ACTIVITY: Write out every record in full, exactly as written, please.

Collected data entries:
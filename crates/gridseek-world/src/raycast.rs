//! A geometric line-of-sight oracle over a [`Grid`].
//!
//! Every blocked cell is an axis-aligned box placed by a [`CellLayout`].
//! The sight line runs between the centres of the two cells and is
//! obstructed if it meets any blocked box, including touching a corner or
//! an edge.

use gridseek_core::{Grid, Point, Range};
use gridseek_paths::LineOfSightOracle;

use crate::error::MapError;
use crate::layout::{CellLayout, WorldPoint};

/// Ray caster answering sight queries against one grid.
#[derive(Debug, Clone, Copy)]
pub struct RayCaster<'g> {
    grid: &'g Grid,
    layout: CellLayout,
}

impl<'g> RayCaster<'g> {
    /// A caster with unit spacing and unit cells.
    pub fn new(grid: &'g Grid) -> Self {
        Self {
            grid,
            layout: CellLayout::default(),
        }
    }

    pub fn with_layout(grid: &'g Grid, layout: CellLayout) -> Result<Self, MapError> {
        layout.validate()?;
        Ok(Self { grid, layout })
    }

    #[inline]
    pub fn grid(&self) -> &'g Grid {
        self.grid
    }

    #[inline]
    pub fn layout(&self) -> CellLayout {
        self.layout
    }

    /// The first blocked cell (in row-major order) whose box meets the
    /// segment from `from` to `to`, ignoring the two endpoint cells.
    pub fn first_obstacle(&self, from: Point, to: Point) -> Option<Point> {
        let a = self.layout.to_world(from);
        let b = self.layout.to_world(to);
        self.candidates(from, to)
            .iter()
            .filter(|&p| p != from && p != to && self.grid.is_blocked(p))
            .find(|&p| {
                let (lo, hi) = self.layout.bounds_of(p);
                segment_meets_box(a, b, lo, hi)
            })
    }

    /// Cells whose boxes could reach the segment: the endpoints' bounding
    /// rectangle widened by however many cells a box can overhang, never
    /// more than the grid itself.
    fn candidates(&self, from: Point, to: Point) -> Range {
        let bounds = self.grid.bounds();
        let step = self.layout.offset_x.abs().min(self.layout.offset_y.abs());
        let limit = bounds.width().max(bounds.height());
        let margin = (self.layout.cell_size / (2.0 * step))
            .ceil()
            .clamp(1.0, f64::from(limit)) as i32;
        Range::new(
            from.x.min(to.x).saturating_sub(margin).max(bounds.min.x),
            from.y.min(to.y).saturating_sub(margin).max(bounds.min.y),
            from.x.max(to.x).saturating_add(margin + 1).min(bounds.max.x),
            from.y.max(to.y).saturating_add(margin + 1).min(bounds.max.y),
        )
    }
}

impl LineOfSightOracle for RayCaster<'_> {
    fn is_obstructed(&self, from: Point, to: Point) -> bool {
        match self.first_obstacle(from, to) {
            Some(p) => {
                log::trace!("ray {from} -> {to} stopped by {p}");
                true
            }
            None => false,
        }
    }
}

/// Slab test of segment `a..b` against the closed box `lo..hi`.
fn segment_meets_box(a: WorldPoint, b: WorldPoint, lo: WorldPoint, hi: WorldPoint) -> bool {
    let mut t0 = 0.0_f64;
    let mut t1 = 1.0_f64;
    for (p, d, min, max) in [(a.x, b.x - a.x, lo.x, hi.x), (a.y, b.y - a.y, lo.y, hi.y)] {
        if d == 0.0 {
            if p < min || p > max {
                return false;
            }
            continue;
        }
        let (mut near, mut far) = ((min - p) / d, (max - p) / d);
        if near > far {
            std::mem::swap(&mut near, &mut far);
        }
        t0 = t0.max(near);
        t1 = t1.min(far);
        if t0 > t1 {
            return false;
        }
    }
    true
}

YOUR RESPONSE:
filename crates/gridseek-world/src/raycast.rs
//! A geometric line-of-sight oracle over a [`Grid`].
//!
//! Every blocked cell is an axis-aligned box placed by a [`CellLayout`].
//! The sight line runs between the centres of the two cells and is
//! obstructed if it meets any blocked box, including touching a corner or
//! an edge.

use gridseek_core::{Grid, Point, Range};
use gridseek_paths::LineOfSightOracle;

use crate::error::MapError;
use crate::layout::{CellLayout, WorldPoint};

/// Ray caster answering sight queries against one grid.
#[derive(Debug, Clone, Copy)]
pub struct RayCaster<'g> {
    grid: &'g Grid,
    layout: CellLayout,
}

impl<'g> RayCaster<'g> {
    /// A caster with unit spacing and unit cells.
    pub fn new(grid: &'g Grid) -> Self {
        Self {
            grid,
            layout: CellLayout::default(),
        }
    }

    pub fn with_layout(grid: &'g Grid, layout: CellLayout) -> Result<Self, MapError> {
        layout.validate()?;
        Ok(Self { grid, layout })
    }

    #[inline]
    pub fn grid(&self) -> &'g Grid {
        self.grid
    }

    #[inline]
    pub fn layout(&self) -> CellLayout {
        self.layout
    }

    /// The first blocked cell (in row-major order) whose box meets the
    /// segment from `from` to `to`, ignoring the two endpoint cells.
    pub fn first_obstacle(&self, from: Point, to: Point) -> Option<Point> {
        let a = self.layout.to_world(from);
        let b = self.layout.to_world(to);
        self.candidates(from, to)
            .iter()
            .filter(|&p| p != from && p != to && self.grid.is_blocked(p))
            .find(|&p| {
                let (lo, hi) = self.layout.bounds_of(p);
                segment_meets_box(a, b, lo, hi)
            })
    }

    /// Cells whose boxes could reach the segment: the endpoints' bounding
    /// rectangle widened by however many cells a box can overhang, never
    /// more than the grid itself.
    fn candidates(&self, from: Point, to: Point) -> Range {
        let bounds = self.grid.bounds();
        let step = self.layout.offset_x.abs().min(self.layout.offset_y.abs());
        let limit = bounds.width().max(bounds.height());
        let margin = (self.layout.cell_size / (2.0 * step))
            .ceil()
            .clamp(1.0, f64::from(limit)) as i32;
        Range::new(
            from.x.min(to.x).saturating_sub(margin).max(bounds.min.x),
            from.y.min(to.y).saturating_sub(margin).max(bounds.min.y),
            from.x.max(to.x).saturating_add(margin + 1).min(bounds.max.x),
            from.y.max(to.y).saturating_add(margin + 1).min(bounds.max.y),
        )
    }
}

impl LineOfSightOracle for RayCaster<'_> {
    fn is_obstructed(&self, from: Point, to: Point) -> bool {
        match self.first_obstacle(from, to) {
            Some(p) => {
                log::trace!("ray {from} -> {to} stopped by {p}");
                true
            }
            None => false,
        }
    }
}

/// Slab test of segment `a..b` against the closed box `lo..hi`.
fn segment_meets_box(a: WorldPoint, b: WorldPoint, lo: WorldPoint, hi: WorldPoint) -> bool {
    let mut t0 = 0.0_f64;
    let mut t1 = 1.0_f64;
    for (p, d, min, max) in [(a.x, b.x - a.x, lo.x, hi.x), (a.y, b.y - a.y, lo.y, hi.y)] {
        if d == 0.0 {
            if p < min || p > max {
                return false;
            }
            continue;
        }
        let (mut near, mut far) = ((min - p) / d, (max - p) / d);
        if near > far {
            std::mem::swap(&mut near, &mut far);
        }
        t0 = t0.max(near);
        t1 = t1.min(far);
        if t0 > t1 {
            return false;
        }
    }
    true
}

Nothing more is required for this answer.